One of those pressures involves consuming alcohol. The legal age to do so in the U.S. is 21, but college freshmen are drinking anyway, and sometimes too much, too fast.

"There's a whole continuum of problems from episodes of drinking alcohol, particularly binge drinking," said Dr. Steven Marcus, medical director of the New Jersey Poison Information & Education System. "You do read every year, somewhere in the country, somebody dies from drinking too much at a college party."

Marcus noted alcohol is a depressant and can slow a person's breathing, heart rate and decrease blood pressure.

"When this happens, people lose consciousness and die," Marcus said. "Alcohol-poisoned individuals also increase their risk of dying by choking on their own vomit."

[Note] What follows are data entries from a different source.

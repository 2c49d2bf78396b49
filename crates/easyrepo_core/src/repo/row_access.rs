//! Record and row-access contracts consumed by the generic repository.
//!
//! # Responsibility
//! - Define the single fault type surfaced by repository operations.
//! - Define the capability that performs the actual persistence work.
//!
//! # Invariants
//! - Implementations own every storage side effect; the repository owns none.
//! - `raw_*` methods bind `Query::args` positionally, in order.

use crate::db::DbError;
use crate::repo::query::Query;
use std::error::Error;
use std::fmt::{Display, Formatter};

pub type RepoResult<T> = Result<T, RepoError>;

/// Fault captured by a repository operation.
#[derive(Debug)]
pub enum RepoError {
    /// Anything SQLite raised: constraint, malformed SQL, bind mismatch, I/O.
    Db(DbError),
    /// A composed table/field/column name failed identifier validation.
    InvalidIdentifier(String),
    /// A stored row could not be decoded into the record type.
    InvalidData(String),
}

impl Display for RepoError {
    fn fmt(&self, f: &mut Formatter<'_>) -> std::fmt::Result {
        match self {
            Self::Db(err) => write!(f, "{err}"),
            Self::InvalidIdentifier(name) => write!(f, "invalid SQL identifier `{name}`"),
            Self::InvalidData(message) => write!(f, "invalid persisted row data: {message}"),
        }
    }
}

impl Error for RepoError {
    fn source(&self) -> Option<&(dyn Error + 'static)> {
        match self {
            Self::Db(err) => Some(err),
            Self::InvalidIdentifier(_) => None,
            Self::InvalidData(_) => None,
        }
    }
}

impl From<DbError> for RepoError {
    fn from(value: DbError) -> Self {
        Self::Db(value)
    }
}

impl From<rusqlite::Error> for RepoError {
    fn from(value: rusqlite::Error) -> Self {
        Self::Db(DbError::Sqlite(value))
    }
}

/// A caller-defined type stored as one row of one table.
pub trait Record: Sized {
    /// Declared type identifier; the default table name is derived from it.
    const TYPE_NAME: &'static str;
}

/// Persistence capability the repository delegates to.
///
/// Key-matched operations (`update_one`, `delete_one`) decide their match
/// column; [`SqliteRowAccess`](crate::repo::sqlite_access::SqliteRowAccess)
/// uses the record's declared primary key.
pub trait RowAccess<T: Record> {
    fn insert_one(&self, record: &T) -> RepoResult<()>;
    fn insert_many(&self, records: &[T]) -> RepoResult<()>;
    fn update_one(&self, record: &T) -> RepoResult<()>;
    fn delete_one(&self, record: &T) -> RepoResult<()>;
    fn raw_query(&self, query: &Query) -> RepoResult<Vec<T>>;
    fn raw_update(&self, query: &Query) -> RepoResult<usize>;
    fn raw_delete(&self, query: &Query) -> RepoResult<usize>;
    fn raw_count(&self, query: &Query) -> RepoResult<i64>;
}

impl<T: Record, A: RowAccess<T> + ?Sized> RowAccess<T> for &A {
    fn insert_one(&self, record: &T) -> RepoResult<()> {
        (**self).insert_one(record)
    }

    fn insert_many(&self, records: &[T]) -> RepoResult<()> {
        (**self).insert_many(records)
    }

    fn update_one(&self, record: &T) -> RepoResult<()> {
        (**self).update_one(record)
    }

    fn delete_one(&self, record: &T) -> RepoResult<()> {
        (**self).delete_one(record)
    }

    fn raw_query(&self, query: &Query) -> RepoResult<Vec<T>> {
        (**self).raw_query(query)
    }

    fn raw_update(&self, query: &Query) -> RepoResult<usize> {
        (**self).raw_update(query)
    }

    fn raw_delete(&self, query: &Query) -> RepoResult<usize> {
        (**self).raw_delete(query)
    }

    fn raw_count(&self, query: &Query) -> RepoResult<i64> {
        (**self).raw_count(query)
    }
}
//! CLI smoke entry point.
//!
//! # Responsibility
//! - Verify `easyrepo_core` linkage and a working bundled SQLite.
//! - Start file logging so the smoke run leaves an `event=` trail.
//! - Keep output deterministic for quick local sanity checks.

use easyrepo_core::db::open_db_in_memory;
use easyrepo_core::{init_logging, LogLevel};
use log::info;
use std::path::{Path, PathBuf};
use std::process::ExitCode;

const LOG_DIR_ENV: &str = "EASYREPO_LOG_DIR";

fn main() -> ExitCode {
    println!("easyrepo_core ping={}", easyrepo_core::ping());
    println!("easyrepo_core version={}", easyrepo_core::core_version());

    match run(&log_dir()) {
        Ok(()) => ExitCode::SUCCESS,
        Err(message) => {
            eprintln!("{message}");
            ExitCode::FAILURE
        }
    }
}

/// `$EASYREPO_LOG_DIR` when set, otherwise `<tmp>/easyrepo-logs`.
fn log_dir() -> PathBuf {
    std::env::var_os(LOG_DIR_ENV)
        .map(PathBuf::from)
        .filter(|dir| dir.is_absolute())
        .unwrap_or_else(|| std::env::temp_dir().join("easyrepo-logs"))
}

fn run(log_dir: &Path) -> Result<(), String> {
    let level = LogLevel::build_default();
    init_logging(level.as_str(), log_dir)
        .map_err(|err| format!("easyrepo_core logging=error {err}"))?;
    println!(
        "easyrepo_core logging=ok level={} dir={}",
        level.as_str(),
        log_dir.display()
    );

    open_db_in_memory(&[]).map_err(|err| format!("easyrepo_core sqlite=error {err}"))?;
    info!("event=cli_smoke module=cli status=ok");
    println!("easyrepo_core sqlite=ok");
    Ok(())
}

"Study drugs," meanwhile, have increasingly become a popular option for students looking to stay alert and on top of their schoolwork. By obtaining them legally or illegally, students are misusing and abusing prescription medications that would normally be prescribed for conditions such as attention deficit disorder.

"Using those medicines as study aides has never been shown to really help, and in most cases have shown to lead to far more worse things," Marcus said.

Even if we send a young adult off to college with the best ideals and values, Marcus said, there are tremendous pressures once one steps on a college campus. His message to parents - it's not too late to give a heads-up and advice to your kids heading to college for the first time.